Please copy out the records that follow exactly as they stand.
══════════════════════════════
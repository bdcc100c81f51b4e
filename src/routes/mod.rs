pub mod history;
pub mod publish;

use axum::{
    Router,
    extract::FromRequestParts,
    http::{StatusCode, request::Parts},
    routing::get,
};
use std::sync::Arc;

use crate::AppState;

/// Build all routes for the API
pub fn build_routes() -> Router<Arc<AppState>> {
    Router::new()
        .route("/health", get(health))
        .merge(publish::routes())
        .merge(history::routes())
}

async fn health() -> &'static str {
    "ok"
}

/// Extractor that enforces the shared API key. Routes that include it reject
/// requests whose X-API-KEY header does not match; when no key is configured
/// the check is skipped (local development).
pub struct ApiKey;

impl FromRequestParts<Arc<AppState>> for ApiKey {
    type Rejection = StatusCode;

    async fn from_request_parts(
        parts: &mut Parts,
        state: &Arc<AppState>,
    ) -> Result<Self, Self::Rejection> {
        let Some(expected) = state.api_key.as_deref() else {
            return Ok(ApiKey);
        };

        let given = parts
            .headers
            .get("x-api-key")
            .and_then(|v| v.to_str().ok());

        if given == Some(expected) {
            Ok(ApiKey)
        } else {
            Err(StatusCode::UNAUTHORIZED)
        }
    }
}
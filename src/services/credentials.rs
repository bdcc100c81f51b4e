//! Credential manager for the synchronizer.
//!
//! One bearer token is cached in a JSON file shared by every worker process.
//! Fresh tokens are reused, tokens inside the one-hour refresh window are
//! renewed with the still-valid token, and anything else falls back to a
//! full login. Cache writes are atomic (temp file + rename) so a concurrent
//! reader never observes a torn file; a racing writer replacing the token a
//! moment later is fine, since the one we return is still valid.

use async_trait::async_trait;
use chrono::{Duration, Utc};
use std::path::{Path, PathBuf};

use super::synchronizer::{SynchronizerClient, SynchronizerError, TokenGrant};

/// How long before expiry a token becomes refresh-eligible.
const REFRESH_WINDOW_HOURS: i64 = 1;
/// Validity assigned to a refreshed token.
const REFRESHED_TTL_HOURS: i64 = 24;

#[derive(Debug, thiserror::Error)]
pub enum CredentialError {
    #[error("synchronizer login failed: {0}")]
    Login(#[source] SynchronizerError),
    #[error("failed to persist token cache: {0}")]
    Cache(#[from] std::io::Error),
}

/// Token seam for the coordinator; tests substitute a fixed token.
#[async_trait]
pub trait TokenSource: Send + Sync {
    async fn get_token(&self) -> Result<String, CredentialError>;
}

pub struct CredentialManager {
    client: SynchronizerClient,
    username: String,
    password: String,
    access_key: String,
    cache_path: PathBuf,
}

impl CredentialManager {
    pub fn new(
        client: SynchronizerClient,
        username: &str,
        password: &str,
        access_key: &str,
        cache_path: &Path,
    ) -> Self {
        Self {
            client,
            username: username.to_string(),
            password: password.to_string(),
            access_key: access_key.to_string(),
            cache_path: cache_path.to_path_buf(),
        }
    }

    async fn read_cache(&self) -> Option<TokenGrant> {
        let content = match tokio::fs::read_to_string(&self.cache_path).await {
            Ok(content) => content,
            Err(_) => return None,
        };
        match serde_json::from_str(&content) {
            Ok(grant) => Some(grant),
            Err(e) => {
                tracing::warn!("ignoring unreadable token cache: {}", e);
                None
            }
        }
    }

    /// Whole-file atomic replace: write a sibling temp file, then rename it
    /// over the cache path.
    async fn write_cache(&self, grant: &TokenGrant) -> Result<(), std::io::Error> {
        if let Some(dir) = self.cache_path.parent() {
            tokio::fs::create_dir_all(dir).await?;
        }
        let tmp_path = self.cache_path.with_extension("tmp");
        let body = serde_json::to_string(grant).map_err(std::io::Error::other)?;
        tokio::fs::write(&tmp_path, body).await?;
        tokio::fs::rename(&tmp_path, &self.cache_path).await?;
        Ok(())
    }

    async fn login(&self) -> Result<String, CredentialError> {
        let grant = self
            .client
            .login(&self.username, &self.password, &self.access_key)
            .await
            .map_err(CredentialError::Login)?;
        self.write_cache(&grant).await?;
        tracing::info!("synchronizer login succeeded");
        Ok(grant.token)
    }
}

#[async_trait]
impl TokenSource for CredentialManager {
    async fn get_token(&self) -> Result<String, CredentialError> {
        if let Some(cached) = self.read_cache().await {
            let now = Utc::now();
            let refresh_threshold = cached.expires_at - Duration::hours(REFRESH_WINDOW_HOURS);

            if now < refresh_threshold {
                tracing::debug!("using cached synchronizer token");
                return Ok(cached.token);
            }

            if now < cached.expires_at {
                tracing::info!("synchronizer token near expiry; attempting refresh");
                match self.client.refresh(&cached.token, &self.access_key).await {
                    Ok(token) => {
                        let grant = TokenGrant {
                            token: token.clone(),
                            expires_at: Utc::now() + Duration::hours(REFRESHED_TTL_HOURS),
                        };
                        self.write_cache(&grant).await?;
                        tracing::info!("synchronizer token refreshed");
                        return Ok(token);
                    }
                    Err(e) => {
                        tracing::warn!("token refresh failed ({}); falling back to login", e);
                    }
                }
            } else {
                tracing::info!("cached synchronizer token expired; logging in again");
            }
        } else {
            tracing::info!("no cached synchronizer token; logging in");
        }

        self.login().await
    }
}
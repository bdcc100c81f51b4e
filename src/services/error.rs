//! Error logging helper for route handlers.

use axum::http::StatusCode;

/// Log an error with context and collapse it to a 500 for the client.
pub trait LogErr<T> {
    fn log_500(self, context: &str) -> Result<T, StatusCode>;
}

impl<T, E: std::fmt::Display> LogErr<T> for Result<T, E> {
    fn log_500(self, context: &str) -> Result<T, StatusCode> {
        self.map_err(|e| {
            tracing::error!("{}: {}", context, e);
            StatusCode::INTERNAL_SERVER_ERROR
        })
    }
}
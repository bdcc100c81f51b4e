//! Wire shapes shared between the event channel, the coordinator, and the
//! webhook relay.

use chrono::{DateTime, Utc};
use serde::{Deserialize, Serialize};

/// One per-platform outcome notification from the synchronizer.
///
/// `status` is `"success"` on success; anything else counts as a failure
/// (the synchronizer reports `"error"` in practice).
#[derive(Debug, Clone, Serialize, Deserialize)]
pub struct ProgressEvent {
    pub platform: String,
    pub status: String,
    #[serde(default, skip_serializing_if = "Option::is_none")]
    pub error: Option<String>,
}

impl ProgressEvent {
    pub fn succeeded(&self) -> bool {
        self.status == "success"
    }
}

/// Terminal per-job notification: which platforms ended up where. Received
/// from the synchronizer, or synthesized locally when the channel goes
/// silent or is lost.
#[derive(Debug, Clone, Serialize, Deserialize)]
#[serde(rename_all = "camelCase")]
pub struct Summary {
    pub status: String,
    #[serde(default, skip_serializing_if = "Option::is_none")]
    pub completed_at: Option<DateTime<Utc>>,
    #[serde(default)]
    pub successful: Vec<String>,
    #[serde(default)]
    pub failed: Vec<String>,
    #[serde(default, skip_serializing_if = "Option::is_none")]
    pub reason: Option<String>,
}

/// Everything the event channel can hand the coordinator. `Ping` is a
/// transport keepalive: it carries no payload but still counts as inbound
/// activity for the idle-timeout clock.
#[derive(Debug, Clone, Deserialize)]
#[serde(tag = "type", rename_all = "camelCase")]
pub enum InboundEvent {
    Progress(ProgressEvent),
    Summary(Summary),
    Ping,
    /// Any event type this build does not know about. Tolerated so a new
    /// upstream event kind cannot kill an in-flight job.
    #[serde(other)]
    Unknown,
}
══════════════════════════════
Answer below
repository bdcc100c81f51b4e
filename src/routes/mod.rs
pub mod history;
pub mod publish;

use axum::{
    Router,
    extract::FromRequestParts,
    http::{StatusCode, request::Parts},
    routing::get,
};
use std::sync::Arc;

use crate::AppState;

/// Build all routes for the API
pub fn build_routes() -> Router<Arc<AppState>> {
    Router::new()
        .route("/health", get(health))
        .merge(publish::routes())
        .merge(history::routes())
}

async fn health() -> &'static str {
    "ok"
}

/// Extractor that enforces the shared API key. Routes that include it reject
/// requests whose X-API-KEY header does not match; when no key is configured
/// the check is skipped (local development).
pub struct ApiKey;

impl FromRequestParts<Arc<AppState>> for ApiKey {
    type Rejection = StatusCode;

    async fn from_request_parts(
        parts: &mut Parts,
        state: &Arc<AppState>,
    ) -> Result<Self, Self::Rejection> {
        let Some(expected) = state.api_key.as_deref() else {
            return Ok(ApiKey);
        };

        let given = parts
            .headers
            .get("x-api-key")
            .and_then(|v| v.to_str().ok());

        if given == Some(expected) {
            Ok(ApiKey)
        } else {
            Err(StatusCode::UNAUTHORIZED)
        }
    }
}
filename src/services/credentials.rs
repository bdcc100c81f51b4e
//! Credential manager for the synchronizer.
//!
//! One bearer token is cached in a JSON file shared by every worker process.
//! Fresh tokens are reused, tokens inside the one-hour refresh window are
//! renewed with the still-valid token, and anything else falls back to a
//! full login. Cache writes are atomic (temp file + rename) so a concurrent
//! reader never observes a torn file; a racing writer replacing the token a
//! moment later is fine, since the one we return is still valid.

use async_trait::async_trait;
use chrono::{Duration, Utc};
use std::path::{Path, PathBuf};

use super::synchronizer::{SynchronizerClient, SynchronizerError, TokenGrant};

/// How long before expiry a token becomes refresh-eligible.
const REFRESH_WINDOW_HOURS: i64 = 1;
/// Validity assigned to a refreshed token.
const REFRESHED_TTL_HOURS: i64 = 24;

#[derive(Debug, thiserror::Error)]
pub enum CredentialError {
    #[error("synchronizer login failed: {0}")]
    Login(#[source] SynchronizerError),
    #[error("failed to persist token cache: {0}")]
    Cache(#[from] std::io::Error),
}

/// Token seam for the coordinator; tests substitute a fixed token.
#[async_trait]
pub trait TokenSource: Send + Sync {
    async fn get_token(&self) -> Result<String, CredentialError>;
}

pub struct CredentialManager {
    client: SynchronizerClient,
    username: String,
    password: String,
    access_key: String,
    cache_path: PathBuf,
}

impl CredentialManager {
    pub fn new(
        client: SynchronizerClient,
        username: &str,
        password: &str,
        access_key: &str,
        cache_path: &Path,
    ) -> Self {
        Self {
            client,
            username: username.to_string(),
            password: password.to_string(),
            access_key: access_key.to_string(),
            cache_path: cache_path.to_path_buf(),
        }
    }

    async fn read_cache(&self) -> Option<TokenGrant> {
        let content = match tokio::fs::read_to_string(&self.cache_path).await {
            Ok(content) => content,
            Err(_) => return None,
        };
        match serde_json::from_str(&content) {
            Ok(grant) => Some(grant),
            Err(e) => {
                tracing::warn!("ignoring unreadable token cache: {}", e);
                None
            }
        }
    }

    /// Whole-file atomic replace: write a sibling temp file, then rename it
    /// over the cache path.
    async fn write_cache(&self, grant: &TokenGrant) -> Result<(), std::io::Error> {
        if let Some(dir) = self.cache_path.parent() {
            tokio::fs::create_dir_all(dir).await?;
        }
        let tmp_path = self.cache_path.with_extension("tmp");
        let body = serde_json::to_string(grant).map_err(std::io::Error::other)?;
        tokio::fs::write(&tmp_path, body).await?;
        tokio::fs::rename(&tmp_path, &self.cache_path).await?;
        Ok(())
    }

    async fn login(&self) -> Result<String, CredentialError> {
        let grant = self
            .client
            .login(&self.username, &self.password, &self.access_key)
            .await
            .map_err(CredentialError::Login)?;
        self.write_cache(&grant).await?;
        tracing::info!("synchronizer login succeeded");
        Ok(grant.token)
    }
}

#[async_trait]
impl TokenSource for CredentialManager {
    async fn get_token(&self) -> Result<String, CredentialError> {
        if let Some(cached) = self.read_cache().await {
            let now = Utc::now();
            let refresh_threshold = cached.expires_at - Duration::hours(REFRESH_WINDOW_HOURS);

            if now < refresh_threshold {
                tracing::debug!("using cached synchronizer token");
                return Ok(cached.token);
            }

            if now < cached.expires_at {
                tracing::info!("synchronizer token near expiry; attempting refresh");
                match self.client.refresh(&cached.token, &self.access_key).await {
                    Ok(token) => {
                        let grant = TokenGrant {
                            token: token.clone(),
                            expires_at: Utc::now() + Duration::hours(REFRESHED_TTL_HOURS),
                        };
                        self.write_cache(&grant).await?;
                        tracing::info!("synchronizer token refreshed");
                        return Ok(token);
                    }
                    Err(e) => {
                        tracing::warn!("token refresh failed ({}); falling back to login", e);
                    }
                }
            } else {
                tracing::info!("cached synchronizer token expired; logging in again");
            }
        } else {
            tracing::info!("no cached synchronizer token; logging in");
        }

        self.login().await
    }
}
repository bdcc100c81f51b4e
filename src/services/error.rs
//! Error logging helper for route handlers.

use axum::http::StatusCode;

/// Log an error with context and collapse it to a 500 for the client.
pub trait LogErr<T> {
    fn log_500(self, context: &str) -> Result<T, StatusCode>;
}

impl<T, E: std::fmt::Display> LogErr<T> for Result<T, E> {
    fn log_500(self, context: &str) -> Result<T, StatusCode> {
        self.map_err(|e| {
            tracing::error!("{}: {}", context, e);
            StatusCode::INTERNAL_SERVER_ERROR
        })
    }
}
repository bdcc100c81f51b4e
//! Wire shapes shared between the event channel, the coordinator, and the
//! webhook relay.

use chrono::{DateTime, Utc};
use serde::{Deserialize, Serialize};

/// One per-platform outcome notification from the synchronizer.
///
/// `status` is `"success"` on success; anything else counts as a failure
/// (the synchronizer reports `"error"` in practice).
#[derive(Debug, Clone, Serialize, Deserialize)]
pub struct ProgressEvent {
    pub platform: String,
    pub status: String,
    #[serde(default, skip_serializing_if = "Option::is_none")]
    pub error: Option<String>,
}

impl ProgressEvent {
    pub fn succeeded(&self) -> bool {
        self.status == "success"
    }
}

/// Terminal per-job notification: which platforms ended up where. Received
/// from the synchronizer, or synthesized locally when the channel goes
/// silent or is lost.
#[derive(Debug, Clone, Serialize, Deserialize)]
#[serde(rename_all = "camelCase")]
pub struct Summary {
    pub status: String,
    #[serde(default, skip_serializing_if = "Option::is_none")]
    pub completed_at: Option<DateTime<Utc>>,
    #[serde(default)]
    pub successful: Vec<String>,
    #[serde(default)]
    pub failed: Vec<String>,
    #[serde(default, skip_serializing_if = "Option::is_none")]
    pub reason: Option<String>,
}

/// Everything the event channel can hand the coordinator. `Ping` is a
/// transport keepalive: it carries no payload but still counts as inbound
/// activity for the idle-timeout clock.
#[derive(Debug, Clone, Deserialize)]
#[serde(tag = "type", rename_all = "camelCase")]
pub enum InboundEvent {
    Progress(ProgressEvent),
    Summary(Summary),
    Ping,
    /// Any event type this build does not know about. Tolerated so a new
    /// upstream event kind cannot kill an in-flight job.
    #[serde(other)]
    Unknown,
}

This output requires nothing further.